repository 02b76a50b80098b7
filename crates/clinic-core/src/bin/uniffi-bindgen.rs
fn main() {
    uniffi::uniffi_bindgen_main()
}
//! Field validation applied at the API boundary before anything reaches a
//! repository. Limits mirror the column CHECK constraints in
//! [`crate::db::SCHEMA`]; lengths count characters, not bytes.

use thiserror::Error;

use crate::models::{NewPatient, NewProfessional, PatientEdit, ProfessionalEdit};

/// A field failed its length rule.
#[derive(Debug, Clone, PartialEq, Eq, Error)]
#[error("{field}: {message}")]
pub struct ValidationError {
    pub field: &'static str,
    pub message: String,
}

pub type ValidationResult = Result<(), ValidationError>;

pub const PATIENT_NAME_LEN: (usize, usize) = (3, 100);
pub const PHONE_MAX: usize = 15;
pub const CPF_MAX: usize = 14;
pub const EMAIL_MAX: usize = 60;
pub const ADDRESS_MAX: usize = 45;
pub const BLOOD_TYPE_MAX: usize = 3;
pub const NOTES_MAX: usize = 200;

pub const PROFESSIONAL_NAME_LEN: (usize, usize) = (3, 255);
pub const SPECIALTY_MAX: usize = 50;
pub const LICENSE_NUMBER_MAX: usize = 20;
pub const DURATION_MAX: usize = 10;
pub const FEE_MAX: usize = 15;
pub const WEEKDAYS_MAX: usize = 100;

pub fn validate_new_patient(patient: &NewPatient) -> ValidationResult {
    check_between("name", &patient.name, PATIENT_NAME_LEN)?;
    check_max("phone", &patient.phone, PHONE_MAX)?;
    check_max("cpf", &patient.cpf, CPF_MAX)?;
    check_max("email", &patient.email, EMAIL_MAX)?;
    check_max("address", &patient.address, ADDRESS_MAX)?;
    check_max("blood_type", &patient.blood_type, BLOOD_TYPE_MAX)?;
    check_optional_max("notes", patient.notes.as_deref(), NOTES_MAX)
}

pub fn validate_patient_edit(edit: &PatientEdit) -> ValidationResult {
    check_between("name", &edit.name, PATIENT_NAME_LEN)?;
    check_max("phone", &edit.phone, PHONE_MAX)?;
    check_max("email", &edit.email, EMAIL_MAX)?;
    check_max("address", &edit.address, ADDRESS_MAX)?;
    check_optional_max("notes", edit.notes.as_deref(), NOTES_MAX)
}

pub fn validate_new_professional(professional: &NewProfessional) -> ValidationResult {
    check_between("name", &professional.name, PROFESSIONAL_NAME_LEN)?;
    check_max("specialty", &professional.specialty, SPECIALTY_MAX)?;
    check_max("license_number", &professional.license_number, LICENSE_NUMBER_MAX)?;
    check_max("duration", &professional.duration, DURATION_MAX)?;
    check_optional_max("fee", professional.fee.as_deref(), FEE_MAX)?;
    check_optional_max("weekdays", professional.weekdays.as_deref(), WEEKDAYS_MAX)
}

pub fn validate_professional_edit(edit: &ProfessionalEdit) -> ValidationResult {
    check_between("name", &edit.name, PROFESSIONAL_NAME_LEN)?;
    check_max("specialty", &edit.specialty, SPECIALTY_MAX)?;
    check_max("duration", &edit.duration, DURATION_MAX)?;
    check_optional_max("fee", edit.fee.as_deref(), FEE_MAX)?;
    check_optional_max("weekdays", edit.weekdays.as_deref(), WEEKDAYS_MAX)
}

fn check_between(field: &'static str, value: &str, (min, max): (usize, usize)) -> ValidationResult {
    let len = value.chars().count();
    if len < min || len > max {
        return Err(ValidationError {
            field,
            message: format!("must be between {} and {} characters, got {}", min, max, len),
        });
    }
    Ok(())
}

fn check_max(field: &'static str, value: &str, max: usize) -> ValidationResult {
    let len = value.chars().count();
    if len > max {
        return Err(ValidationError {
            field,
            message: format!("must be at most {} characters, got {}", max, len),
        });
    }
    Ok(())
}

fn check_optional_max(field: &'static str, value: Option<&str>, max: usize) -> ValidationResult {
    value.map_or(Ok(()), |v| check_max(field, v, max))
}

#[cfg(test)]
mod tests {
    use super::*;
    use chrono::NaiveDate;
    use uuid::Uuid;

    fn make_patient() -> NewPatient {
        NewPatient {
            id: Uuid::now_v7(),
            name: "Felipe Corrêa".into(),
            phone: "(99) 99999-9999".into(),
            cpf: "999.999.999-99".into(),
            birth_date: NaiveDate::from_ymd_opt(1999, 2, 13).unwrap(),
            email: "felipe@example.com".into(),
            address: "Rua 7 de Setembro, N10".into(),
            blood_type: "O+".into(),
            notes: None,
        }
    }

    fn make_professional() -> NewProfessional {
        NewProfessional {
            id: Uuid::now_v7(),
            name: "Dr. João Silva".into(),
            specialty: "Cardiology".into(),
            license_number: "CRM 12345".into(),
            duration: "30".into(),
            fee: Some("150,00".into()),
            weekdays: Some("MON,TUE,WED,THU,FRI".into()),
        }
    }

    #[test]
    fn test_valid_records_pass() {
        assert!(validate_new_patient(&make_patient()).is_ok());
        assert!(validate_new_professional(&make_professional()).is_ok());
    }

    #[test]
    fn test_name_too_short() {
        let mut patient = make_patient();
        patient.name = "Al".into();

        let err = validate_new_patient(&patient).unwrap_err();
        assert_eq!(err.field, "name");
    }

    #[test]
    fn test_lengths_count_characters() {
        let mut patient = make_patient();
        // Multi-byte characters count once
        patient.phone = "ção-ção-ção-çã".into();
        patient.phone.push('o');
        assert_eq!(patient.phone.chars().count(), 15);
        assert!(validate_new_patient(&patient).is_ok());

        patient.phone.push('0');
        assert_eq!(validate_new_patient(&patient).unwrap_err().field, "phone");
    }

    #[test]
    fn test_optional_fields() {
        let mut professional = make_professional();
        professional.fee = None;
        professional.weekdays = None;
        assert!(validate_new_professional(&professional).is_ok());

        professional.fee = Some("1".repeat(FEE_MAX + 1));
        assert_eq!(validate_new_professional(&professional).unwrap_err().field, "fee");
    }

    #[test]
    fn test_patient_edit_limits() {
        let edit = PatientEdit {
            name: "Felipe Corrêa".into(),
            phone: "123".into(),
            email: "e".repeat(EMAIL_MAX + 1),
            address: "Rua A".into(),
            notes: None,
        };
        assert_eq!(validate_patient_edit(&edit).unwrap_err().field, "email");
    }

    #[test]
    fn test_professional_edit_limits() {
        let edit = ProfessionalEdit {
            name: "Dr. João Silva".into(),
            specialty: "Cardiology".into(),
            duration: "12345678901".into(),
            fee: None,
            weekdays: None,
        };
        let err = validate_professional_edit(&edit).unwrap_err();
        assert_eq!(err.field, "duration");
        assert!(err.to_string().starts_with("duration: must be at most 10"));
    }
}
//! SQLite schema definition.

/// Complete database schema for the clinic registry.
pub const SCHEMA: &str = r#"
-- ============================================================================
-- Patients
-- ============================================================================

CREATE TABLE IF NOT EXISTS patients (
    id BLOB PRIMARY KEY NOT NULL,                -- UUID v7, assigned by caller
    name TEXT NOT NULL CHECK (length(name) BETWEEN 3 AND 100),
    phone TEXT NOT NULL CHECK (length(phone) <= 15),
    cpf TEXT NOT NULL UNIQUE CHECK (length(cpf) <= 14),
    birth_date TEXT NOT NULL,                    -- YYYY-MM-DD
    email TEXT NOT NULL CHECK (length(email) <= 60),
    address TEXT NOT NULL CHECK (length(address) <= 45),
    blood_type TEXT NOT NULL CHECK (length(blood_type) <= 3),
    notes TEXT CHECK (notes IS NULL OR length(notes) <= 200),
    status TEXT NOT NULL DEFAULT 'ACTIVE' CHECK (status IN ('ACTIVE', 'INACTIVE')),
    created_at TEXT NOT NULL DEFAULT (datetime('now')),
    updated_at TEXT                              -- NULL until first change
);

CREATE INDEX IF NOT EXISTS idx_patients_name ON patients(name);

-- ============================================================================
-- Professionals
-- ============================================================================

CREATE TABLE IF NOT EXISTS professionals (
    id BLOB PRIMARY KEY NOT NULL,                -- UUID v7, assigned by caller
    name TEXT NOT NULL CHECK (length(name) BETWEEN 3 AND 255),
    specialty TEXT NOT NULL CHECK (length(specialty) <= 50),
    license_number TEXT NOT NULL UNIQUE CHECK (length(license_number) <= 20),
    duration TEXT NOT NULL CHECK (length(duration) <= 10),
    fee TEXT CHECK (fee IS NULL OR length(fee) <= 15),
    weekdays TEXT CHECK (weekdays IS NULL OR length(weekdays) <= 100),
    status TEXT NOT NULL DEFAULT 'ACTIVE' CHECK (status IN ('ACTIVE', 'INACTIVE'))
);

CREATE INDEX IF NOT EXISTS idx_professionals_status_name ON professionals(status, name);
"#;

•••

:: TASK PROMPT ::
Would you copy, word for word, only the lines from the start of the listing to the one that contains "use thiserror::Error;", both included?

:: WRITTEN SOLUTION ::
repository 02b76a50b80098b7
filename crates/clinic-core/src/bin/uniffi-bindgen.rs
fn main() {
    uniffi::uniffi_bindgen_main()
}
//! Field validation applied at the API boundary before anything reaches a
//! repository. Limits mirror the column CHECK constraints in
//! [`crate::db::SCHEMA`]; lengths count characters, not bytes.

use thiserror::Error;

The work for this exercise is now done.